How can I live in abandonment to God for the pure sake of loving Christ, not for getting anything in return?
Even today as I prayed to discover God more and hear His voice and feel His presence, I prayed it more out of a desire for peace and rest in my own spirit, not so much out of a desire to delight the heart of God. What does it mean to seek Jesus purely out of love for Him rather than for the benefits I get?
My Utmost for His Highest says:
We have got so commercialized that we only go to God for something from Him, not for Himself. It is like saying, "No, Lord, I don't want Thee, I want myself; but I want myself clean and filled with the Holy (Spirit); I want to be put in Thy showroom and be able to say, 'This is what God has done for me' (March 12)."
Right now, I seek God in desire of a job and friends and a church family and more peace at home and a stronger relationship with my husband. I don't just seek God in desire of God.
Psalm 37:4 has been a favorite verse of mine since high school:
Delight in the Lord, and He will give you the desires of your heart.
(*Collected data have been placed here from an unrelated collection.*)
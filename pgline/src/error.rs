//! `pgline` error types.
use std::{backtrace::Backtrace, fmt, io};

use crate::{
    common::unit_error,
    connection::ParseError,
    phase::UnsupportedAuth,
    pipeline::InvalidSql,
    postgres::{ErrorResponse, ProtocolError},
    row::DecodeError,
};

/// A specialized [`Result`] type for `pgline` operation.
pub type Result<T, E = Error> = std::result::Result<T, E>;

/// All possible error from `pgline` library.
pub struct Error {
    context: String,
    backtrace: Backtrace,
    kind: ErrorKind,
}

impl Error {
    pub fn kind(&self) -> &ErrorKind {
        &self.kind
    }

    pub fn into_kind(self) -> ErrorKind {
        self.kind
    }

    pub fn backtrace(&self) -> &Backtrace {
        &self.backtrace
    }

    /// Add context to the error message.
    pub fn context(mut self, context: impl Into<String>) -> Self {
        self.context = context.into();
        self
    }

    /// Take the error out of a shared [`Notification`][crate::Notification].
    ///
    /// Transport errors are copied by kind and message when still shared.
    pub fn unshare(error: std::sync::Arc<Error>) -> Error {
        std::sync::Arc::try_unwrap(error).unwrap_or_else(|error| {
            Error::from(error.kind.clone()).context(error.context.clone())
        })
    }

    /// Returns `true` if the command failed because the connection is gone.
    pub fn is_closed(&self) -> bool {
        matches!(self.kind, ErrorKind::Closed(_))
    }

    /// Returns the server error if this error is reported by postgres.
    pub fn as_database(&self) -> Option<&ErrorResponse> {
        match &self.kind {
            ErrorKind::Database(e) => Some(e),
            _ => None,
        }
    }
}

/// All possible error kind from `pgline` library.
pub enum ErrorKind {
    /// Url or environment configuration is invalid.
    Config(ParseError),
    /// Backend sent a malformed or out of phase frame.
    Protocol(ProtocolError),
    /// Transport failure.
    Io(io::Error),
    /// Postgres reported an error.
    Database(ErrorResponse),
    /// Server requested an authentication method that is not implemented.
    UnsupportedAuth(UnsupportedAuth),
    /// Command started a `COPY` to or from the client.
    UnsupportedCopy(UnsupportedCopy),
    /// Row value cannot be coerced.
    Decode(DecodeError),
    /// Command sql cannot be sent, only that command fails.
    InvalidSql(InvalidSql),
    /// Connection is closed or closing.
    Closed(ConnectionClosed),
}

unit_error! {
    /// Command could not complete because the connection is closed or closing.
    pub struct ConnectionClosed("connection closed");
}

unit_error! {
    /// `COPY FROM STDIN` and `COPY TO STDOUT` are not supported.
    pub struct UnsupportedCopy("copy to or from the client is not supported");
}

macro_rules! from {
    (<$ty:ty>$pat:pat => $body:expr) => {
        impl From<$ty> for Error {
            fn from($pat: $ty) -> Self {
                let backtrace = std::backtrace::Backtrace::capture();
                Self { context: String::new(), backtrace, kind: $body }
            }
        }
    };
}

from!(<ErrorKind>e => e);
from!(<ParseError>e => ErrorKind::Config(e));
from!(<ProtocolError>e => ErrorKind::Protocol(e));
from!(<io::Error>e => ErrorKind::Io(e));
from!(<ErrorResponse>e => ErrorKind::Database(e));
from!(<UnsupportedAuth>e => ErrorKind::UnsupportedAuth(e));
from!(<DecodeError>e => ErrorKind::Decode(e));
from!(<InvalidSql>e => ErrorKind::InvalidSql(e));
from!(<ConnectionClosed>e => ErrorKind::Closed(e));
from!(<UnsupportedCopy>e => ErrorKind::UnsupportedCopy(e));

impl std::error::Error for Error {
    fn source(&self) -> Option<&(dyn std::error::Error + 'static)> {
        self.kind.source()
    }
}

impl fmt::Display for Error {
    fn fmt(&self, f: &mut fmt::Formatter<'_>) -> fmt::Result {
        if !self.context.is_empty() {
            write!(f, "{}: ", self.context)?;
        }

        fmt::Display::fmt(&self.kind, f)?;

        if let std::backtrace::BacktraceStatus::Captured = self.backtrace.status() {
            let mut backtrace = self.backtrace.to_string();
            write!(f, "\n\n")?;
            writeln!(f, "Stack backtrace:")?;
            backtrace.truncate(backtrace.trim_end().len());
            write!(f, "{}", backtrace)?;
        }

        Ok(())
    }
}

impl fmt::Debug for Error {
    fn fmt(&self, f: &mut fmt::Formatter<'_>) -> fmt::Result {
        write!(f, "\"{self}\"")
    }
}

impl Clone for ErrorKind {
    fn clone(&self) -> Self {
        match self {
            Self::Config(e) => Self::Config(e.clone()),
            Self::Protocol(e) => Self::Protocol(e.clone()),
            Self::Io(e) => Self::Io(io::Error::new(e.kind(), e.to_string())),
            Self::Database(e) => Self::Database(e.clone()),
            Self::UnsupportedAuth(e) => Self::UnsupportedAuth(*e),
            Self::UnsupportedCopy(e) => Self::UnsupportedCopy(*e),
            Self::Decode(e) => Self::Decode(e.clone()),
            Self::InvalidSql(e) => Self::InvalidSql(*e),
            Self::Closed(e) => Self::Closed(*e),
        }
    }
}

impl std::error::Error for ErrorKind {
    fn source(&self) -> Option<&(dyn std::error::Error + 'static)> {
        match self {
            Self::Io(e) => Some(e),
            Self::Database(e) => Some(e),
            Self::Protocol(e) => Some(e),
            Self::Decode(e) => Some(e),
            _ => None,
        }
    }
}

impl fmt::Display for ErrorKind {
    fn fmt(&self, f: &mut fmt::Formatter<'_>) -> fmt::Result {
        match self {
            Self::Config(e) => e.fmt(f),
            Self::Protocol(e) => e.fmt(f),
            Self::Io(e) => e.fmt(f),
            Self::Database(e) => e.fmt(f),
            Self::UnsupportedAuth(e) => e.fmt(f),
            Self::UnsupportedCopy(e) => e.fmt(f),
            Self::Decode(e) => e.fmt(f),
            Self::InvalidSql(e) => e.fmt(f),
            Self::Closed(e) => e.fmt(f),
        }
    }
}

impl fmt::Debug for ErrorKind {
    fn fmt(&self, f: &mut fmt::Formatter<'_>) -> fmt::Result {
        write!(f, "\"{self}\"")
    }
}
I think I've always focused too much on the promise in the second half of the verse, taking comfort that God knows and cares about the inner desires of my heart. In order to get that promise, I need to figure out how to delight in the Lord without the desires of my heart anywhere on my mind. Maybe I would paraphrase the verse like this:
Lay down the desires of your heart and delight only in the Lord; then He will bless those desires more than you yourself could have orchestrated.
Lord, help me to seek You not because I love Your provision and Your gifts, but because I love You. Let it be as simple as that. Help me delight in You.